38 of 700 comments (clear)

  1. Bah by Lord+Grey · · Score: 5, Informative

    I drink around eight cups of coffee a day, along with a soda or two, and I definitely suffer from nasty withdrawal symptoms without my fix.

    You, sir, are a member of the Caffeine Underacheivers Club of the World. Until you can regularly consume an average of three or four pots of coffee in day (30 to 40 cups) without experiencing caffeine intoxication, you have no idea what how "nasty" withdrawal can get.

    I'm at that point, I admit it. Withdrawal, for me, starts after about eight hours without caffeine. I get a serious headache, quickly followed by nausea and a general flu-like feeling. Left unattended, it's damn-near incapacitating. Fortunately, a single cup of coffee vanquishes all symptoms within 30 minutes.

    Anyway, is this caffeine withdrawal stuff really news to anyone?

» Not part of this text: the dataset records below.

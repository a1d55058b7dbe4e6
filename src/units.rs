//! Unit Conversion
//!
//! Hex quantity parsing and base-unit (wei) to major-unit (ether) conversion.
//! Amounts never pass through binary floating point.

use alloy::primitives::U256;
use rust_decimal::Decimal;
use thiserror::Error;

/// Number of fractional digits between wei and ether
pub const ETHER_DECIMALS: u32 = 18;

/// Errors that can occur during unit conversion
#[derive(Error, Debug, Clone, PartialEq, Eq)]
pub enum UnitError {
    #[error("Invalid hex quantity '{0}'")]
    InvalidHex(String),

    #[error("Quantity {0} does not fit in {1}")]
    Overflow(String, &'static str),
}

/// Parse a `0x`-prefixed hex quantity into a non-negative integer.
///
/// Empty input and a bare `0x` both yield zero.
pub fn hex_to_int(hex_str: &str) -> Result<U256, UnitError> {
    let digits = hex_str
        .strip_prefix("0x")
        .or_else(|| hex_str.strip_prefix("0X"))
        .unwrap_or(hex_str);

    if digits.is_empty() {
        return Ok(U256::ZERO);
    }
    if !digits.bytes().all(|b| b.is_ascii_hexdigit()) {
        return Err(UnitError::InvalidHex(hex_str.to_string()));
    }

    U256::from_str_radix(digits, 16).map_err(|_| UnitError::InvalidHex(hex_str.to_string()))
}

/// Same as [`hex_to_int`], treating an absent field as zero
pub fn opt_hex_to_int(hex_str: Option<&str>) -> Result<U256, UnitError> {
    hex_str.map_or(Ok(U256::ZERO), hex_to_int)
}

/// Parse a hex quantity that must fit in a `u64` (block numbers, gas counters)
pub fn hex_to_u64(hex_str: &str) -> Result<u64, UnitError> {
    let value = hex_to_int(hex_str)?;
    u64::try_from(value).map_err(|_| UnitError::Overflow(value.to_string(), "u64"))
}

/// Convert an amount of wei into ether, keeping every digit.
pub fn base_units_to_major(wei: U256) -> Result<Decimal, UnitError> {
    let overflow = || UnitError::Overflow(wei.to_string(), "Decimal");

    let raw = u128::try_from(wei).map_err(|_| overflow())?;
    let raw = i128::try_from(raw).map_err(|_| overflow())?;
    Decimal::try_from_i128_with_scale(raw, ETHER_DECIMALS).map_err(|_| overflow())
}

Anyone?

    --
    // Beyond Here Lie Dragons
    1. Re:Bah by Red+Flayer · · Score: 5, Informative

      You, sir, are a member of the Caffeine Underacheivers Club of the World. Until you can regularly consume an average of three or four pots of coffee in day (30 to 40 cups) without experiencing caffeine intoxication, you have no idea what how "nasty" withdrawal can get.

      So you're not experiencing caffeine intoxication... good for you. Have you had to expel kidney stones yet? How about the other side effects from caffeine poisoning? Have you had your renal function tested? How's the chronic diarrhea going?

      I'm a caffeine addict too, but I've cut down to 1d4 + 3 cups per day. I've had kidney stones and luckily ultrasound treatment broke them up so I didn't have to pass them whole. You're damaging your body, please cut down.

      --
      "Trolls they were, but filled with the evil will of their master: a fell race..." -- J.R.R. Tolkien on Olog-hai
    2. Re:Bah by Anonymous Coward · · Score: 5, Funny

      We need prohibition! War on caffeine, Columbian coffee beans clearly constitute an Axis of Withdrawal Symptoms!

      We need to construct a massive wall, in the sea, between us and Mexico to stop these evil coffee lords and their satanic beans from getting in to the US!

      God Bless America!

    3. Re:Bah by Fnkmaster · · Score: 5, Funny

      The Spice extends life. The Spice expands consciousness. The Spice is vital to space travel. The Spacing Guild and its navigators, who the Spice has mutated over 4000 years, use the orange Spice gas, which gives them the ability to fold space.

      Somebody really was drinking too much coffee when they wrote that shit.

    4. Re:Bah by Samschnooks · · Score: 5, Funny

      I had to cut back for surgery awhile back and I found that simply mixing a little bit of regular coffee in with decaf worked like a charm. It didn't even need to be half and half, even just one part caffeinated in four was sufficient to stave off the headaches and malaise.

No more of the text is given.